## RECORDS SHOWN

^^^^^^^^^^^^^^^^

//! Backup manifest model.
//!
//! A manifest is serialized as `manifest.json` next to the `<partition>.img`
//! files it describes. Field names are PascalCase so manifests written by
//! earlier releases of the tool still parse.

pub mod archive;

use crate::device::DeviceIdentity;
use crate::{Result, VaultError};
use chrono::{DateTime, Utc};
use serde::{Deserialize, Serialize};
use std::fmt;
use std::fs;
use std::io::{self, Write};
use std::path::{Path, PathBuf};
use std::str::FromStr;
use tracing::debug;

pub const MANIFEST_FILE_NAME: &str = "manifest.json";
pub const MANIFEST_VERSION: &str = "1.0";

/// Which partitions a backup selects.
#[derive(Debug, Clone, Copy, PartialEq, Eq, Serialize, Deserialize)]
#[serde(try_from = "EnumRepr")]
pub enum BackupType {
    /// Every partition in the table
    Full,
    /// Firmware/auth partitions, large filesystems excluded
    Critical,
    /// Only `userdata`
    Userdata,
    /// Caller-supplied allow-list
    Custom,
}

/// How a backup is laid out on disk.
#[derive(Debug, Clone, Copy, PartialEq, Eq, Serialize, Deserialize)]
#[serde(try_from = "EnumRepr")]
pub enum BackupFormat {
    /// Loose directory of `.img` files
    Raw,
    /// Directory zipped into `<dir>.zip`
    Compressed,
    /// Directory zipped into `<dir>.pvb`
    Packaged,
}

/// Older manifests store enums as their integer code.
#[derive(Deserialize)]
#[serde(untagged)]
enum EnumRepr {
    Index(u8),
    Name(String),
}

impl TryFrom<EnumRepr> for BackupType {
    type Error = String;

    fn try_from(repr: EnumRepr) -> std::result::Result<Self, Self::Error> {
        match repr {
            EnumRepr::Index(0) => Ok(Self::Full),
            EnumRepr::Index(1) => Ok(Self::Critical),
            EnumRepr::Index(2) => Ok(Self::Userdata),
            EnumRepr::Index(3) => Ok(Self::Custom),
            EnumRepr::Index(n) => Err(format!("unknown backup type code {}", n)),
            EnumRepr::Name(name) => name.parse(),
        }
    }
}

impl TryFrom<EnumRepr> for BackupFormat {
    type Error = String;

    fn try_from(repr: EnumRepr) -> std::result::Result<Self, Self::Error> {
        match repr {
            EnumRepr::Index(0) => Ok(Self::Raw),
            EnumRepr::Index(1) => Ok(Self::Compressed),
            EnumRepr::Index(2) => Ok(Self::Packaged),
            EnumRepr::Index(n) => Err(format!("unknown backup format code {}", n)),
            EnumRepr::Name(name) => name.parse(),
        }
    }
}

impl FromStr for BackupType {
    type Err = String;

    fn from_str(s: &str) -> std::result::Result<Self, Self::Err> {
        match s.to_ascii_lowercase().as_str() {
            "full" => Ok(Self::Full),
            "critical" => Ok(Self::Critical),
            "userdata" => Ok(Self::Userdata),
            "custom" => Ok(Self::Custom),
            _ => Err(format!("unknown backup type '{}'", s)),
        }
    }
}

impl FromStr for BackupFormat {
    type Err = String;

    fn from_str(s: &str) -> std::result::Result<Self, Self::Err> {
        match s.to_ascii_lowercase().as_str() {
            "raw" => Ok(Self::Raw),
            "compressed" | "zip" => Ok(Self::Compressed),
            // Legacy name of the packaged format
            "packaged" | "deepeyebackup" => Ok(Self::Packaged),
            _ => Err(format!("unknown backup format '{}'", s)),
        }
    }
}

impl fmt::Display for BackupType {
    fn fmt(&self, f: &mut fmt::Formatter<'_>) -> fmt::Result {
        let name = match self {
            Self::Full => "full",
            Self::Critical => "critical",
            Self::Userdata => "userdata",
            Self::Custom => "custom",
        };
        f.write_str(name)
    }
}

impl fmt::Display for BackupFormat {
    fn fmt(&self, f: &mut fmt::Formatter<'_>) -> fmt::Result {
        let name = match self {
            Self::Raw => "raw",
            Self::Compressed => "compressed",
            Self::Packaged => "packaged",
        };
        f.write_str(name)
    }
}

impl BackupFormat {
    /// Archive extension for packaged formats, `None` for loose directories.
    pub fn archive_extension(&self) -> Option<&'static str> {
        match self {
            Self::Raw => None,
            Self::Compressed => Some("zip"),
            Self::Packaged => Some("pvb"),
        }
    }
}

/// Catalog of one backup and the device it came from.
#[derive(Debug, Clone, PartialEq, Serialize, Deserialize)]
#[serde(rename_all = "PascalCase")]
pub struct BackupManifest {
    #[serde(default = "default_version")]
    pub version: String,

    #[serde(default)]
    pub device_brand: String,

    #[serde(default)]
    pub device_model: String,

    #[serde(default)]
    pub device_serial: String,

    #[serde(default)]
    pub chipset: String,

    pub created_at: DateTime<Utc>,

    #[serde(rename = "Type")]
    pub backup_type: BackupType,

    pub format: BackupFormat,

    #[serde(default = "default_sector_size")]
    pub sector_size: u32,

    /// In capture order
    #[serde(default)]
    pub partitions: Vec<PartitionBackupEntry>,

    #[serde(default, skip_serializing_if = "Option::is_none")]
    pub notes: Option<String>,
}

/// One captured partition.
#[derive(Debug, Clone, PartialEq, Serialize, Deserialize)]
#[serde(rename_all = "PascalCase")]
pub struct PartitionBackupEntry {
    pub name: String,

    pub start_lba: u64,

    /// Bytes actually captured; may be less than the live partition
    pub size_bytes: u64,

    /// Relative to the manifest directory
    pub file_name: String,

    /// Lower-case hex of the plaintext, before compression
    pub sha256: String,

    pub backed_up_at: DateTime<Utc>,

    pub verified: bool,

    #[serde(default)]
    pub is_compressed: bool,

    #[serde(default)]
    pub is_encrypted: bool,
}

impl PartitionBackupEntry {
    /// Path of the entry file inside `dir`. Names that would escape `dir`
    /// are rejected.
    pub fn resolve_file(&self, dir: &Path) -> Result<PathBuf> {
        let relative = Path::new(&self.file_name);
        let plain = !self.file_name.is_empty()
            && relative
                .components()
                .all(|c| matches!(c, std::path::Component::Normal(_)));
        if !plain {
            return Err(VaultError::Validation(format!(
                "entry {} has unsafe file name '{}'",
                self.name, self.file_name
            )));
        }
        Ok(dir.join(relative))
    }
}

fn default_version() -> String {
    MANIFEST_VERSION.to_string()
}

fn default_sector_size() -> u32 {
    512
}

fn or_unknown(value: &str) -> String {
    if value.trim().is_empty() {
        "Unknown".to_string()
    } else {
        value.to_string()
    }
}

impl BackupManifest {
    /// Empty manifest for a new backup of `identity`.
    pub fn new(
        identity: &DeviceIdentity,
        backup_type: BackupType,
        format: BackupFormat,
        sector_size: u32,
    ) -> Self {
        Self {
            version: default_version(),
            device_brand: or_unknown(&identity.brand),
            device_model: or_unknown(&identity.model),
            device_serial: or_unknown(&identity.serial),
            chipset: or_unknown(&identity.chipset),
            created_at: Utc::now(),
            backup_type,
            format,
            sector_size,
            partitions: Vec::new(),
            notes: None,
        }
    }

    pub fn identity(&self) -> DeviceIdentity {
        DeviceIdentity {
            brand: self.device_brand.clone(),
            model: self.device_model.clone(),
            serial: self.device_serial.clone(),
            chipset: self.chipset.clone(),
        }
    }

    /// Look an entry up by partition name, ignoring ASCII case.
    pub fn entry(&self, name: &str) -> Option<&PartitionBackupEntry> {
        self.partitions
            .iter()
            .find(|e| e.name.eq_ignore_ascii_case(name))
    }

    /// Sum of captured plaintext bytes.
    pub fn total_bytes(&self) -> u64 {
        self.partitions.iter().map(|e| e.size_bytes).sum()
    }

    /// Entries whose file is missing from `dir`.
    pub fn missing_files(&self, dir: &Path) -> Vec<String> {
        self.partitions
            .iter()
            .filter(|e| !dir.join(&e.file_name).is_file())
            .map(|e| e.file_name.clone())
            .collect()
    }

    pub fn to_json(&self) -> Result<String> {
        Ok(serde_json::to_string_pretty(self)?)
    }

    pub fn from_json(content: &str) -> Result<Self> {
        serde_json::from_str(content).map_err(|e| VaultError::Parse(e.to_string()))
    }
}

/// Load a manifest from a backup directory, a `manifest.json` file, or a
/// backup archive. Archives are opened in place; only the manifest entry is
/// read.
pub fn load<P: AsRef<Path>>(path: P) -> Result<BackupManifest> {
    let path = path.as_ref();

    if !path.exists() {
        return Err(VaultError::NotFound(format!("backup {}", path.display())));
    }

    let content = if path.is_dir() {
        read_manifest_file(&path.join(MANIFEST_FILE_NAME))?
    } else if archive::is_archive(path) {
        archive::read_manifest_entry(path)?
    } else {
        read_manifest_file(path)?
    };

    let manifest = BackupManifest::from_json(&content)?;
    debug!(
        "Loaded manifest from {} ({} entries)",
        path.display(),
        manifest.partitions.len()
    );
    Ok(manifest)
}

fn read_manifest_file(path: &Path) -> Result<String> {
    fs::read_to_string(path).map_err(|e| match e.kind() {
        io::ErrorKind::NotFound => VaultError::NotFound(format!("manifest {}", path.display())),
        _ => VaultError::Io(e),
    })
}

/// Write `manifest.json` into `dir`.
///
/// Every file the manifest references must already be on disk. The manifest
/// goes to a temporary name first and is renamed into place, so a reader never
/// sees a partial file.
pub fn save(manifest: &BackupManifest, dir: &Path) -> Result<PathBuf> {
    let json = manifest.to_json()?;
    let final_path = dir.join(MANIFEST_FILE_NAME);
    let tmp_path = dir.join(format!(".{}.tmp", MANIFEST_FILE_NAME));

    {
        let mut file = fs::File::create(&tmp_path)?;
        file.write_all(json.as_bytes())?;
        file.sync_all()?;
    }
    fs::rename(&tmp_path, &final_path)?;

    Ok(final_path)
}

^^^^^^^^^^^^^^^^

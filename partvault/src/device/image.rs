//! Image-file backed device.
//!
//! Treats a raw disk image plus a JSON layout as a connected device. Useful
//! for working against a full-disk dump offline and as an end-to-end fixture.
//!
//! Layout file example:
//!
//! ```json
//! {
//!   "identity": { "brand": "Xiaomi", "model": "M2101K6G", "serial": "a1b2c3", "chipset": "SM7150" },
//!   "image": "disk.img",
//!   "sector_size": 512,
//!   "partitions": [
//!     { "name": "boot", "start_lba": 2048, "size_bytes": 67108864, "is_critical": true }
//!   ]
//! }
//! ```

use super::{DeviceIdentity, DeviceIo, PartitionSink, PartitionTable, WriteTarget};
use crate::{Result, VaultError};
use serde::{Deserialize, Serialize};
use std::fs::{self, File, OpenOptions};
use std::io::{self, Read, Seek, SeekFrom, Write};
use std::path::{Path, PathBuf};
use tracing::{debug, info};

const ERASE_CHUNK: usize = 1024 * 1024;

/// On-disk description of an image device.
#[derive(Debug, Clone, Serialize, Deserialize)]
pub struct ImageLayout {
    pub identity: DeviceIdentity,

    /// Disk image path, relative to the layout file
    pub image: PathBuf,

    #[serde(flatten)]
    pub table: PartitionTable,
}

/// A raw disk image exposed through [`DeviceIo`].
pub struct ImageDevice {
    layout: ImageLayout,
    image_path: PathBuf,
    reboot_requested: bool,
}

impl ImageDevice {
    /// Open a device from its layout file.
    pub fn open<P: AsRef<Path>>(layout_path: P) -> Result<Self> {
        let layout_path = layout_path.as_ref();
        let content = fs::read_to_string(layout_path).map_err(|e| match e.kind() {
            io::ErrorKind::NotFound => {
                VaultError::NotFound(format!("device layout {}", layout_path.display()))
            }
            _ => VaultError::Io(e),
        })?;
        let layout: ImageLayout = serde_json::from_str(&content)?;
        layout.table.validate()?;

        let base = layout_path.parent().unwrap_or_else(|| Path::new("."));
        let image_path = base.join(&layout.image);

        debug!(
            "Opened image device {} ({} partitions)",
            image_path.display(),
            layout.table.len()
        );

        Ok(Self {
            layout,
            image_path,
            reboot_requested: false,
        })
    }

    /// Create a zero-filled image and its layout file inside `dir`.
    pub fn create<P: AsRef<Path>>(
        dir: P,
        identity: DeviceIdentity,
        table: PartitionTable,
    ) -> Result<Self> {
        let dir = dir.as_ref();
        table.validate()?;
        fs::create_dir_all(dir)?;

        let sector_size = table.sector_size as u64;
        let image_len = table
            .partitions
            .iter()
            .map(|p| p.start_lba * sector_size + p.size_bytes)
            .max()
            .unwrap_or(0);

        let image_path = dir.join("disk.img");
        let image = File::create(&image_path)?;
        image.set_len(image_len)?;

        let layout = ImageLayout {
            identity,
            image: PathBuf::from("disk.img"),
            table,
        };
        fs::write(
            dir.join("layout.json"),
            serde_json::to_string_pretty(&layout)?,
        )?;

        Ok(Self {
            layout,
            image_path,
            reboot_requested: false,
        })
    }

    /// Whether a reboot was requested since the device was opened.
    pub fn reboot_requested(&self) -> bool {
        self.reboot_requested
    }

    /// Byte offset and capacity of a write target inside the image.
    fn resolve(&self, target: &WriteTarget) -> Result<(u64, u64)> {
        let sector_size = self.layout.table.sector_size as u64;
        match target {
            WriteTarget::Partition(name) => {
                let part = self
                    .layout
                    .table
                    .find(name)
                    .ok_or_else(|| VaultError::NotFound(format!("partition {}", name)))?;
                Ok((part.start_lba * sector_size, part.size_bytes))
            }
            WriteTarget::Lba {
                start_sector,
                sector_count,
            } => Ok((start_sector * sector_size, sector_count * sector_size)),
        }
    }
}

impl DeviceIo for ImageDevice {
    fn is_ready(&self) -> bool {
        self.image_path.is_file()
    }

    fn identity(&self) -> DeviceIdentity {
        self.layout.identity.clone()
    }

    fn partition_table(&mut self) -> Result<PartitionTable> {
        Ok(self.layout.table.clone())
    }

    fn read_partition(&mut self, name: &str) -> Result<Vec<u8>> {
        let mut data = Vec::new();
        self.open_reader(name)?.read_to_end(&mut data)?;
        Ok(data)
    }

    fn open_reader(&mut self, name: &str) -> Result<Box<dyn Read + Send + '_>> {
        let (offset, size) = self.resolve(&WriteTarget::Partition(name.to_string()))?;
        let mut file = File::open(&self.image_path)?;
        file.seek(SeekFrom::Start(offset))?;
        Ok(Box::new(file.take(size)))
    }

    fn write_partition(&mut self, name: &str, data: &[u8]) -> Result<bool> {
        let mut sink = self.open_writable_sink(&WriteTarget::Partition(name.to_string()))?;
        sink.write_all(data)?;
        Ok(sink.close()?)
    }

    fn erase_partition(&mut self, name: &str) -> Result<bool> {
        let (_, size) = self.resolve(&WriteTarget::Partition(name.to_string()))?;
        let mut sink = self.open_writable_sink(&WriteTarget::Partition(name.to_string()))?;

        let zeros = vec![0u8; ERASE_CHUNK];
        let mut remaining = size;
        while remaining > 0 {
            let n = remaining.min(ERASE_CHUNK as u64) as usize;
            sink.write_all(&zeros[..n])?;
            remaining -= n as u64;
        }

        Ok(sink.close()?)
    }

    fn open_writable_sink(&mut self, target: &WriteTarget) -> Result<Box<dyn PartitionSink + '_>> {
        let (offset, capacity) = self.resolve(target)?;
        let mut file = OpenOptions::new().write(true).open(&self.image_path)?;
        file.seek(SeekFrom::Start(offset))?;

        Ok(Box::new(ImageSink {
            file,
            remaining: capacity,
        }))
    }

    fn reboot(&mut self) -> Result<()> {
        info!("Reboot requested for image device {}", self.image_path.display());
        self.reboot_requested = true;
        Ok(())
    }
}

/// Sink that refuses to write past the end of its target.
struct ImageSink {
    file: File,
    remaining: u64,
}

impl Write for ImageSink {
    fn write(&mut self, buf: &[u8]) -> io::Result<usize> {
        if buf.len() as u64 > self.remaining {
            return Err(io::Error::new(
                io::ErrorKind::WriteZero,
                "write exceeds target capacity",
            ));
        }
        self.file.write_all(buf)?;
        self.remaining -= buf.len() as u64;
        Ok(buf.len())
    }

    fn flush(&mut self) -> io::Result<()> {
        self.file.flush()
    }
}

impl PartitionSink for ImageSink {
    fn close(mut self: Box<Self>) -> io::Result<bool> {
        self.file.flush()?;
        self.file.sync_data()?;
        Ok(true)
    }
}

^^^^^^^^^^^^^^^^

## TASK GOAL
Some lines above hold the word "validate". Copy all of them.

## RESPONSE FOR THIS EXERCISE
        layout.table.validate()?;
        table.validate()?;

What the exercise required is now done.